Sono finalmente arrivato a chiudere la recensione, alla fine ho quasi evitato il listone. Senza dover necessariamente strafare, Drunken Robot Pornography è un titolo distintamente caratterizzato. La schizofrenia, percepibile già nell’introduzione, permea ogni singolo particolare del comparto audiovisivo.

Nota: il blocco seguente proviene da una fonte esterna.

//! Settings storage
//!
//! Manages persistence of user preferences and widget timing.

use crate::storage::{get_data_dir, StorageError};
use crate::types::config::WidgetConfig;
use serde::{Deserialize, Serialize};
use std::fs;
use std::path::{Path, PathBuf};
use std::time::Duration;

/// Application settings
#[derive(Debug, Clone, PartialEq, Serialize, Deserialize)]
pub struct AppSettings {
    /// UI theme: "dark" or "light"
    pub theme: String,
    /// Seconds of inactivity before the greeting bubble pops up
    #[serde(default = "default_greeting_delay_secs")]
    pub greeting_delay_secs: u64,
    /// Shortest simulated thinking time, in milliseconds
    #[serde(default = "default_reply_delay_min_ms")]
    pub reply_delay_min_ms: u64,
    /// Longest simulated thinking time (exclusive), in milliseconds
    #[serde(default = "default_reply_delay_max_ms")]
    pub reply_delay_max_ms: u64,
    #[serde(default = "default_assistant_name")]
    pub assistant_name: String,
}

fn default_greeting_delay_secs() -> u64 {
    15
}

fn default_reply_delay_min_ms() -> u64 {
    1000
}

fn default_reply_delay_max_ms() -> u64 {
    2000
}

fn default_assistant_name() -> String {
    "Jarvis".to_string()
}

impl Default for AppSettings {
    fn default() -> Self {
        Self {
            theme: "dark".to_string(),
            greeting_delay_secs: default_greeting_delay_secs(),
            reply_delay_min_ms: default_reply_delay_min_ms(),
            reply_delay_max_ms: default_reply_delay_max_ms(),
            assistant_name: default_assistant_name(),
        }
    }
}

impl AppSettings {
    /// Validate settings values
    ///
    /// Ensures all parameters are within acceptable ranges.
    pub fn validate(&mut self) {
        if self.theme != "dark" && self.theme != "light" {
            self.theme = "dark".to_string();
        }

        self.greeting_delay_secs = self.greeting_delay_secs.clamp(1, 600);
        self.reply_delay_max_ms = self.reply_delay_max_ms.min(30_000);
        self.reply_delay_min_ms = self.reply_delay_min_ms.min(self.reply_delay_max_ms);

        if self.assistant_name.trim().is_empty() {
            self.assistant_name = default_assistant_name();
        }
    }

    pub fn is_dark(&self) -> bool {
        self.theme == "dark"
    }

    /// Timing configuration for a freshly mounted widget
    pub fn widget_config(&self) -> WidgetConfig {
        WidgetConfig {
            greeting_delay: Duration::from_secs(self.greeting_delay_secs),
            reply_delay_min: Duration::from_millis(self.reply_delay_min_ms),
            reply_delay_max: Duration::from_millis(self.reply_delay_max_ms),
            assistant_name: self.assistant_name.clone(),
        }
    }
}

/// Get the settings file path
fn get_settings_path() -> Result<PathBuf, StorageError> {
    Ok(get_data_dir()?.join("settings.json"))
}

/// Load settings from disk
///
/// Returns default settings if the file doesn't exist or is corrupted
pub fn load_settings() -> AppSettings {
    match get_settings_path().and_then(|path| load_settings_from(&path)) {
        Ok(settings) => settings,
        Err(e) => {
            tracing::warn!("Failed to load settings, using defaults: {}", e);
            AppSettings::default()
        }
    }
}

/// Load and validate settings from `path`; a missing file yields defaults.
pub fn load_settings_from(path: &Path) -> Result<AppSettings, StorageError> {
    if !path.exists() {
        tracing::info!("Settings file not found, using defaults");
        return Ok(AppSettings::default());
    }

    let json = fs::read_to_string(path)?;
    let mut settings: AppSettings = serde_json::from_str(&json)?;
    settings.validate();

    tracing::debug!("Loaded settings from disk");
    Ok(settings)
}

/// Save settings to disk
pub fn save_settings(settings: &AppSettings) -> Result<(), StorageError> {
    save_settings_to(&get_settings_path()?, settings)
}

pub fn save_settings_to(path: &Path, settings: &AppSettings) -> Result<(), StorageError> {
    // Ensure the parent directory exists
    if let Some(parent) = path.parent() {
        fs::create_dir_all(parent)?;
    }

    let json = serde_json::to_string_pretty(settings)?;
    fs::write(path, json)?;

    tracing::debug!("Saved settings to disk");
    Ok(())
}

#[cfg(test)]
mod tests {
    use super::*;

    #[test]
    fn test_default_settings() {
        let settings = AppSettings::default();
        assert_eq!(settings.theme, "dark");
        assert_eq!(settings.greeting_delay_secs, 15);
        assert_eq!(settings.reply_delay_min_ms, 1000);
        assert_eq!(settings.reply_delay_max_ms, 2000);
        assert!(settings.is_dark());
    }

    #[test]
    fn test_settings_validation() {
        let mut settings = AppSettings::default();

        // Test invalid theme
        settings.theme = "neon".to_string();
        settings.validate();
        assert_eq!(settings.theme, "dark");

        // Test delay ordering
        settings.reply_delay_min_ms = 5000;
        settings.reply_delay_max_ms = 3000;
        settings.validate();
        assert_eq!(settings.reply_delay_min_ms, 3000);

        // Test greeting delay clamping
        settings.greeting_delay_secs = 0;
        settings.validate();
        assert_eq!(settings.greeting_delay_secs, 1);

        settings.assistant_name = "  ".to_string();
        settings.validate();
        assert_eq!(settings.assistant_name, "Jarvis");
    }

    #[test]
    fn test_widget_config_from_defaults() {
        assert_eq!(AppSettings::default().widget_config(), WidgetConfig::default());
    }

    #[test]
    fn test_missing_fields_take_defaults() {
        let loaded: AppSettings = serde_json::from_str(r#"{"theme":"light"}"#).unwrap();
        assert_eq!(loaded.theme, "light");
        assert_eq!(loaded.greeting_delay_secs, 15);
        assert_eq!(loaded.assistant_name, "Jarvis");
    }

    #[test]
    fn test_settings_persistence() {
        let dir = tempfile::tempdir().unwrap();
        let path = dir.path().join("nested").join("settings.json");

        let mut settings = AppSettings::default();
        settings.theme = "light".to_string();
        settings.reply_delay_min_ms = 10;
        save_settings_to(&path, &settings).unwrap();

        let loaded = load_settings_from(&path).unwrap();
        assert_eq!(loaded, settings);
    }

    #[test]
    fn test_missing_file_yields_defaults() {
        let dir = tempfile::tempdir().unwrap();
        let loaded = load_settings_from(&dir.path().join("absent.json")).unwrap();
        assert_eq!(loaded, AppSettings::default());
    }

    #[test]
    fn test_corrupted_file_is_an_error() {
        let dir = tempfile::tempdir().unwrap();
        let path = dir.path().join("settings.json");
        fs::write(&path, "{ not json").unwrap();
        assert!(matches!(load_settings_from(&path), Err(StorageError::Json(_))));
    }
}
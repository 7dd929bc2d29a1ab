//! UI components for Jarvis
//!
//! The host page and the floating chat widget, built with Dioxus.

pub mod layout;
pub mod widget;

pub use layout::Layout;
//! Unsolicited greeting bubble shown next to the collapsed trigger

use dioxus::prelude::*;

#[component]
pub fn GreetingBubble(
    assistant_name: String,
    on_open: EventHandler<()>,
    on_dismiss: EventHandler<()>,
) -> Element {
    rsx! {
        div {
            class: "greeting-bubble animate-slide-in",
            onclick: move |_| on_open.call(()),

            div {
                class: "flex items-start gap-3",
                div { class: "bot-avatar", "🤖" }
                div {
                    class: "flex-1",
                    p { class: "greeting-title", "Hi! I'm {assistant_name} 👋" }
                    p { class: "greeting-text", "Need help with your tech project? I'm here to assist!" }
                }
                button {
                    class: "ghost-button",
                    title: "Dismiss",
                    onclick: move |evt: MouseEvent| {
                        // Keep the click from reaching the bubble, which would open the chat.
                        evt.stop_propagation();
                        on_dismiss.call(());
                    },
                    "✕"
                }
            }
        }
    }
}
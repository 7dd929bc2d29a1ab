//! Configuration types
//!
//! Runtime timing configuration for the chat widget.

use serde::{Deserialize, Serialize};
use std::time::Duration;

/// Timing knobs of a mounted widget
#[derive(Debug, Clone, PartialEq, Serialize, Deserialize)]
pub struct WidgetConfig {
    /// Idle time after mount before the greeting bubble appears
    pub greeting_delay: Duration,
    /// Lower bound (inclusive) of the simulated thinking delay
    pub reply_delay_min: Duration,
    /// Upper bound (exclusive) of the simulated thinking delay
    pub reply_delay_max: Duration,
    /// Name shown in the widget header and greeting
    pub assistant_name: String,
}

impl Default for WidgetConfig {
    fn default() -> Self {
        Self {
            greeting_delay: Duration::from_secs(15),
            reply_delay_min: Duration::from_millis(1000),
            reply_delay_max: Duration::from_millis(2000),
            assistant_name: "Jarvis".to_string(),
        }
    }
}
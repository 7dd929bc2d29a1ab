//! Jarvis Library
//!
//! Core library for the Jarvis floating assistant: the chat widget state
//! machine and its Dioxus desktop front end.

pub mod app;
pub mod chat;
pub mod storage;
pub mod types;
pub mod ui;
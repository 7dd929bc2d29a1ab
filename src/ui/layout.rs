//! Host page around the widget
//!
//! A bare stand-in for the marketing page: header with the theme switch,
//! an empty body with a contact anchor, and the floating assistant.

use crate::app::AppState;
use crate::storage::settings::save_settings;
use crate::ui::widget::FloatingChatbot;
use dioxus::prelude::*;

const STYLES: &str = include_str!("../../assets/jarvis.css");

#[component]
pub fn Layout() -> Element {
    let app_state = use_context::<AppState>();
    let is_dark = app_state.settings.read().is_dark();
    let theme_class = if is_dark { "theme-dark" } else { "theme-light" };
    let theme_label = if is_dark { "Light mode" } else { "Dark mode" };

    let toggle_theme = move |_: MouseEvent| {
        let mut signal = app_state.settings;
        let mut settings = signal.write();
        settings.theme = if settings.is_dark() { "light" } else { "dark" }.to_string();
        if let Err(error) = save_settings(&settings) {
            tracing::error!("Failed to save settings: {}", error);
        }
    };

    rsx! {
        style { "{STYLES}" }
        div {
            class: "page {theme_class}",

            header {
                class: "page-header",
                span { class: "brand", "TechNova" }
                button {
                    class: "ghost-button",
                    onclick: toggle_theme,
                    "{theme_label}"
                }
            }

            main {
                class: "page-body",
                p {
                    class: "muted",
                    "Crafting next-generation technology solutions across AI, Cloud, Web, Mobile, and DevOps domains."
                }
                section {
                    id: "contact",
                    class: "contact-anchor",
                    h2 { "Contact" }
                    p { class: "muted", "Tell us about your project and we'll get back to you." }
                }
            }

            footer {
                class: "page-footer muted",
                "© 2024 TechNova. All rights reserved."
            }

            FloatingChatbot {}
        }
    }
}
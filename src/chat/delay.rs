//! Simulated thinking latency
//!
//! The widget waits a little before each canned reply so it reads like a
//! person typing. The delay is a strategy so tests can run without waiting.

use rand::Rng;
use std::time::Duration;

/// Produces the wait before the next bot reply.
pub trait ReplyDelay: Send + Sync {
    fn next_delay(&self) -> Duration;
}

/// Uniformly sampled delay in `[min, max)`.
#[derive(Debug, Clone, Copy, PartialEq, Eq)]
pub struct UniformDelay {
    min: Duration,
    max: Duration,
}

impl UniformDelay {
    /// Bounds are reordered if given backwards.
    pub fn new(min: Duration, max: Duration) -> Self {
        if max < min {
            Self { min: max, max: min }
        } else {
            Self { min, max }
        }
    }
}

impl Default for UniformDelay {
    fn default() -> Self {
        Self::new(Duration::from_millis(1000), Duration::from_millis(2000))
    }
}

impl ReplyDelay for UniformDelay {
    fn next_delay(&self) -> Duration {
        if self.min == self.max {
            return self.min;
        }
        rand::rng().random_range(self.min..self.max)
    }
}

/// Always the same delay. `FixedDelay(Duration::ZERO)` replies on the next tick.
#[derive(Debug, Clone, Copy, PartialEq, Eq, Default)]
pub struct FixedDelay(pub Duration);

impl ReplyDelay for FixedDelay {
    fn next_delay(&self) -> Duration {
        self.0
    }
}
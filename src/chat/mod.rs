//! Jarvis chat widget core
//!
//! Framework-independent state of the floating assistant: the canned reply
//! table, the conversation session with its visibility machine, and the
//! tokio-driven widget runtime that the UI mounts.

pub mod delay;
pub mod responder;
pub mod rules;
pub mod session;
pub mod visibility;
pub mod widget;

pub use responder::{generate_reply, BotReply};
pub use session::{ConversationSession, IgnoreReason, SendOutcome, SessionError};
pub use visibility::{Visibility, VisibilityController, VisibilityEvent};
pub use widget::{ChatWidget, WidgetEvent, WidgetSnapshot};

Se non fosse per un ritmo abbastanza indiavolato, verrebbe voglia di fotografare ripetutamente gli sciami di proiettili che si mescolano proprio ad un palmo dal nostro naso, con effetti caleidoscopici. La colonna sonora è tra le più variegate che abbia sentito in un videogioco: dalle sonorità orchestrali alla dubstep più becera, passando per il country. È un gioco che consiglio a chi ha voglia ci cimentarsi in un esperimento che, seppur ancora altamente limabile nei difetti, non sembra purtroppo destinato a poter raggiungere lo stato di capolavoro. Potete prenderlo in copia singola per 10,99€ oppure in un 3-pack per 19,99€ sullo Steam store.